The clock is ticking down not only on 2013 but on an exhibit that caused a stir when it bowed in Paris this past fall. Indeed, it was the talk of the fashion shows there.
“Masculin/Masculin: Ouvrage Collectif,” at the Musée d’Orsay through Jan. 2, considers the male nude in various media from 1800 to the present. It was organized in collaboration with the Leopold Museum in Vienna, which presented its show, “Nude Men,” in the fall and winter of 2012-13.
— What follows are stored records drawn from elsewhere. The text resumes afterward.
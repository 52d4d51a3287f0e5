//! User-visible notifications.

use manager_types::{Notification, NotificationLevel};
use tracing::{error, info};

/// Surfaces the outcome of a submission to the user.
///
/// Called once per attempt, when it finishes.
pub trait Notifier: Send + Sync {
	/// Shows `notification`; must not block.
	fn notify(&self, notification: Notification);
}

/// Writes notifications to the log.
#[derive(Debug, Default, Clone, Copy)]
pub struct TracingNotifier;

impl Notifier for TracingNotifier {
	fn notify(&self, notification: Notification) {
		match notification.level {
			NotificationLevel::Success => info!(message = %notification.message, "Notification"),
			NotificationLevel::Error => error!(message = %notification.message, "Notification"),
		}
	}
}
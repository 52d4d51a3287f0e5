//! Manager change orchestration.
//!
//! Wires the Lens API, the wallet signer, the contract writer and the cache
//! into the two user-facing operations: listing a profile's managers and
//! submitting a manager change.

pub mod error;
pub mod event_bus;
pub mod managers;
pub mod notifier;
pub mod session;
pub mod submitter;

#[cfg(test)]
pub(crate) mod testing;

pub use error::CoreError;
pub use event_bus::EventBus;
pub use managers::ManagerList;
pub use notifier::{Notifier, TracingNotifier};
pub use session::{Session, SigNonce};
pub use submitter::ManagerSubmitter;
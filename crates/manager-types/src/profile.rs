//! Profile identity and the permissions derived from it.

use alloy::primitives::{Address, U256};
use serde::{Deserialize, Serialize};
use std::fmt;
use std::str::FromStr;

/// Lens profile identifier, a hex string such as `0x01`.
#[derive(Debug, Clone, PartialEq, Eq, Hash, Serialize, Deserialize)]
#[serde(transparent)]
pub struct ProfileId(pub String);

impl ProfileId {
	pub fn new(id: impl Into<String>) -> Self {
		Self(id.into())
	}

	/// The on-chain token id of the profile.
	pub fn to_u256(&self) -> Result<U256, String> {
		U256::from_str(&self.0).map_err(|e| format!("Invalid profile id '{}': {}", self.0, e))
	}
}

impl fmt::Display for ProfileId {
	fn fmt(&self, f: &mut fmt::Formatter<'_>) -> fmt::Result {
		write!(f, "{}", self.0)
	}
}

/// The signed-in profile.
#[derive(Debug, Clone, PartialEq, Eq, Serialize, Deserialize)]
pub struct Profile {
	pub id: ProfileId,
	pub owned_by: Address,
	/// Whether the Lens manager may sign on the profile's behalf.
	pub signless: bool,
	/// Whether the profile's gas is sponsored by the relayer.
	pub sponsor: bool,
}

/// Moderation state of the profile, supplied by the embedding application.
#[derive(Debug, Clone, Copy, Default, PartialEq, Eq, Serialize, Deserialize)]
pub struct ProfileRestriction {
	pub is_suspended: bool,
}

/// What a submission attempt is allowed to do, computed once per attempt.
#[derive(Debug, Clone, Copy, PartialEq, Eq)]
pub struct SubmissionCapability {
	/// The gas-less relay path may be attempted.
	pub can_relay: bool,
}

impl SubmissionCapability {
	/// The relayed payload carries the owner's own signature, so only
	/// sponsorship matters. `signless` governs the Lens manager, not relaying.
	pub fn from_profile(profile: &Profile) -> Self {
		Self {
			can_relay: profile.sponsor,
		}
	}
}
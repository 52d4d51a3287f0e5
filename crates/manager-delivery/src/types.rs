//! Contract call and receipt types.

use alloy::primitives::{Address, Bytes};
use manager_types::TxHash;

/// An encoded contract invocation.
#[derive(Debug, Clone, PartialEq, Eq)]
pub struct ContractCall {
	/// Contract being called.
	pub to: Address,
	/// Solidity function name, for logging.
	pub function: &'static str,
	/// ABI-encoded calldata including the selector.
	pub data: Bytes,
}

/// Outcome of an included transaction.
#[derive(Debug, Clone, PartialEq, Eq)]
pub struct TransactionReceipt {
	pub hash: TxHash,
	pub block_number: u64,
	pub success: bool,
}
While both exhibits contain overlapping works, they are different in tone as each has played to the strengths of its respective museum and country. The Leopold show, reflecting an institution rich in the works of Egon Schiele, was more expressive, almost neurotically so, in its depiction of male nudity; the Musée d’Orsay show, cooler, more formal in its ravishing neoclassical (turn-of the-19th-century) offerings. (Or so it seems to me after pouring over – no, devouring -- the catalogs only. I purchased “Nude Men,” published by Hirmer, at a Barnes & Noble. I’m grateful to Flammarion, publisher of “Masculin/Masculin,” for providing me with a copy of the catalog for that show.)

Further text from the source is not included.